**Exercise objective:** State how many lines in the listing below include the string "wrap". The answer is the number alone.

====

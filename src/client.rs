//! The device client: what the interpreter and planner need from the unit.
//!
//! The Atrea IAM web module speaks a plain HTTP dialect: `config/xml.cgi`
//! returns the register snapshot as `<O I="H10708" V="0"/>` rows, and writes
//! are register-id-plus-zero-padded-value segments appended to the same
//! endpoint (`xml.cgi?auth=N&H1070800020` sets `H10708` to 20). Pending writes
//! accumulate locally and go out in one batch on [`DeviceClient::exec`], so a
//! command is always a single write-and-commit round trip.

use crate::registers::{Mode, Program};
use crate::snapshot::{ParamTable, Snapshot, Translations};
use std::collections::BTreeMap;
use std::time::Duration;
use tracing::{debug, info, trace};

#[derive(thiserror::Error, Debug)]
pub enum Error {
    #[error("could not construct the HTTP client")]
    CreateClient(#[source] reqwest::Error),
    #[error("`{0}` is not a valid unit address ({1})")]
    BadAddress(String, String),
    #[error("login request to the unit failed")]
    Login(#[source] reqwest::Error),
    #[error("the unit rejected the login (`{0}`)")]
    LoginRejected(String),
    #[error("status request to the unit failed")]
    FetchStatus(#[source] reqwest::Error),
    #[error("parameter table request to the unit failed")]
    FetchParams(#[source] reqwest::Error),
    #[error("translation table request to the unit failed")]
    FetchTranslations(#[source] reqwest::Error),
    #[error("write commit request to the unit failed")]
    Commit(#[source] reqwest::Error),
    #[error("the unit did not accept the write batch")]
    CommitRejected,
}

/// The operations the interpreter/planner core consumes.
///
/// Setters only queue a register write; nothing reaches the unit until
/// [`Self::exec`] commits the whole batch. Implementations must never send a
/// second batch without an intervening commit.
///
/// The futures need not be `Send`; everything runs on a current-thread
/// runtime.
#[allow(async_fn_in_trait)]
pub trait DeviceClient {
    async fn get_status(&mut self) -> Result<Option<Snapshot>, Error>;
    async fn get_params(&mut self) -> Result<ParamTable, Error>;
    async fn get_translations(&mut self) -> Result<Translations, Error>;
    fn set_program(&mut self, program: Program);
    fn set_mode(&mut self, mode: Mode);
    fn set_power(&mut self, percent: u8);
    fn set_temperature(&mut self, celsius: f64);
    /// Raw register override, for vendor-specific registers outside the
    /// standard model (zone selection being the one this crate uses).
    fn set_command(&mut self, key: &'static str, value: i64);
    async fn exec(&mut self) -> Result<(), Error>;
}

pub struct HttpClient {
    http: reqwest::Client,
    base: reqwest::Url,
    password: String,
    auth: Option<u64>,
    pending: Vec<(&'static str, i64)>,
}

impl HttpClient {
    pub fn new(host: &str, password: &str, read_timeout: Duration) -> Result<Self, Error> {
        let base = format!("http://{host}/");
        let base = base
            .parse::<reqwest::Url>()
            .map_err(|e| Error::BadAddress(host.to_string(), e.to_string()))?;
        let http = reqwest::Client::builder()
            .read_timeout(read_timeout)
            .timeout(read_timeout * 2)
            .build()
            .map_err(Error::CreateClient)?;
        Ok(Self { http, base, password: password.to_string(), auth: None, pending: Vec::new() })
    }

    /// Probe whether anything resembling an Atrea unit answers at the
    /// configured address.
    pub async fn is_atrea_unit(&self) -> bool {
        let url = self.endpoint("index.html", "");
        match self.http.get(url).send().await {
            Ok(response) => match response.text().await {
                Ok(body) => body.contains("ATREA"),
                Err(_) => false,
            },
            Err(_) => false,
        }
    }

    fn endpoint(&self, path: &str, query: &str) -> reqwest::Url {
        let mut url = self.base.clone();
        url.set_path(path);
        if !query.is_empty() {
            url.set_query(Some(query));
        }
        url
    }

    async fn login(&mut self) -> Result<u64, Error> {
        if let Some(auth) = self.auth {
            return Ok(auth);
        }
        let url = self.endpoint("config/login.cgi", &format!("password={}", self.password));
        let body = self
            .http
            .get(url)
            .send()
            .await
            .map_err(Error::Login)?
            .text()
            .await
            .map_err(Error::Login)?;
        let code = body
            .trim()
            .parse::<u64>()
            .map_err(|_| Error::LoginRejected(body.trim().to_string()))?;
        info!(message = "logged in to the unit");
        self.auth = Some(code);
        Ok(code)
    }

    async fn fetch(
        &mut self,
        path: &str,
        extra_query: &str,
        wrap: fn(reqwest::Error) -> Error,
    ) -> Result<String, Error> {
        let auth = self.login().await?;
        let mut query = format!("auth={auth}");
        query.push_str(extra_query);
        let url = self.endpoint(path, &query);
        trace!(message = "requesting", %url);
        let response = self.http.get(url).send().await.map_err(wrap)?;
        let body = response.text().await.map_err(wrap)?;
        // An expired auth code comes back as a denial rather than an HTTP
        // error; drop the code so the next request logs in again.
        if body.contains("denied") {
            debug!(message = "auth code no longer valid");
            self.auth = None;
        }
        Ok(body)
    }
}

/// Pull the value of a `name="value"` attribute out of one element.
fn attribute<'a>(element: &'a str, name: &str) -> Option<&'a str> {
    let mut rest = element;
    loop {
        let start = rest.find(name)? + name.len();
        rest = &rest[start..];
        if let Some(value) = rest.strip_prefix("=\"") {
            let end = value.find('"')?;
            return Some(&value[..end]);
        }
    }
}

/// Iterate over the `<O …/>` rows of a status-style document.
fn rows(body: &str) -> impl Iterator<Item = &str> {
    body.split("<O")
        .skip(1)
        .filter_map(|chunk| chunk.split('>').next())
}

fn parse_snapshot(body: &str) -> Snapshot {
    rows(body)
        .filter_map(|row| Some((attribute(row, "I")?.to_string(), attribute(row, "V")?.to_string())))
        .collect()
}

fn parse_params(body: &str) -> ParamTable {
    let mut params = ParamTable::default();
    for row in rows(body) {
        let (Some(id), Some(kind)) = (attribute(row, "I"), attribute(row, "T")) else {
            continue;
        };
        match kind {
            "warning" => params.warning.push(id.to_string()),
            "alert" => params.alert.push(id.to_string()),
            other => trace!(kind = other, id, "skipping parameter of unknown kind"),
        }
    }
    params
}

fn parse_translations(body: &str) -> Translations {
    let texts: BTreeMap<String, String> = rows(body)
        .filter_map(|row| Some((attribute(row, "I")?.to_string(), attribute(row, "V")?.to_string())))
        .collect();
    Translations::new(texts)
}

/// Encode one queued write as a query segment: register key followed by the
/// value zero-padded to five digits.
fn encode_write(key: &str, value: i64) -> String {
    format!("{key}{value:05}")
}

impl DeviceClient for HttpClient {
    async fn get_status(&mut self) -> Result<Option<Snapshot>, Error> {
        let body = self.fetch("config/xml.cgi", "", Error::FetchStatus).await?;
        let snapshot = parse_snapshot(&body);
        // No register rows at all means the unit refused to talk to us
        // (wrong password, or too many signed-in users).
        if snapshot.is_empty() {
            return Ok(None);
        }
        Ok(Some(snapshot))
    }

    async fn get_params(&mut self) -> Result<ParamTable, Error> {
        let body = self.fetch("config/params.cgi", "", Error::FetchParams).await?;
        Ok(parse_params(&body))
    }

    async fn get_translations(&mut self) -> Result<Translations, Error> {
        let body = self
            .fetch("lang/texts.cgi", "", Error::FetchTranslations)
            .await?;
        Ok(parse_translations(&body))
    }

    fn set_program(&mut self, program: Program) {
        self.pending.push(("H10701", program.raw()));
    }

    fn set_mode(&mut self, mode: Mode) {
        self.pending.push(("H10705", i64::from(mode as u8)));
    }

    fn set_power(&mut self, percent: u8) {
        self.pending.push(("H10708", i64::from(percent)));
    }

    fn set_temperature(&mut self, celsius: f64) {
        self.pending.push(("H10706", (celsius * 10.0).round() as i64));
    }

    fn set_command(&mut self, key: &'static str, value: i64) {
        self.pending.push((key, value));
    }

    async fn exec(&mut self) -> Result<(), Error> {
        if self.pending.is_empty() {
            return Ok(());
        }
        let writes = std::mem::take(&mut self.pending);
        let mut query = String::new();
        for (key, value) in &writes {
            query.push('&');
            query.push_str(&encode_write(key, *value));
        }
        debug!(message = "committing writes", count = writes.len());
        let body = self.fetch("config/xml.cgi", &query, Error::Commit).await?;
        if body.contains("denied") || !body.contains("<O") {
            return Err(Error::CommitRejected);
        }
        Ok(())
    }
}

#[cfg(test)]
mod tests {
    use super::*;

    #[test]
    fn snapshot_rows_parse() {
        let body = r#"<root><O I="H10708" V="0"/><O I="I10202" V="215"/></root>"#;
        let snapshot = parse_snapshot(body);
        assert_eq!(snapshot.len(), 2);
        assert_eq!(snapshot.raw("H10708"), Some(0));
        assert_eq!(snapshot.value("I10202"), Some(21.5));
    }

    #[test]
    fn params_keep_declaration_order() {
        let body = concat!(
            r#"<O I="H10503" T="warning"/>"#,
            r#"<O I="H10501" T="warning"/>"#,
            r#"<O I="H10601" T="alert"/>"#,
            r#"<O I="H10999" T="notice"/>"#,
        );
        let params = parse_params(body);
        assert_eq!(params.warning, vec!["H10503", "H10501"]);
        assert_eq!(params.alert, vec!["H10601"]);
    }

    #[test]
    fn write_encoding_pads_to_five_digits() {
        assert_eq!(encode_write("H10708", 20), "H1070800020");
        assert_eq!(encode_write("H10708", 100), "H1070800100");
        assert_eq!(encode_write("H10706", 215), "H1070600215");
        assert_eq!(encode_write("H10705", 0), "H1070500000");
    }

    #[test]
    fn attribute_scanner_ignores_other_attributes() {
        let row = r#" X="9" I="H10705" V="2" "#;
        assert_eq!(attribute(row, "I"), Some("H10705"));
        assert_eq!(attribute(row, "V"), Some("2"));
        assert_eq!(attribute(row, "Z"), None);
    }
}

====

**Response to this task:** 3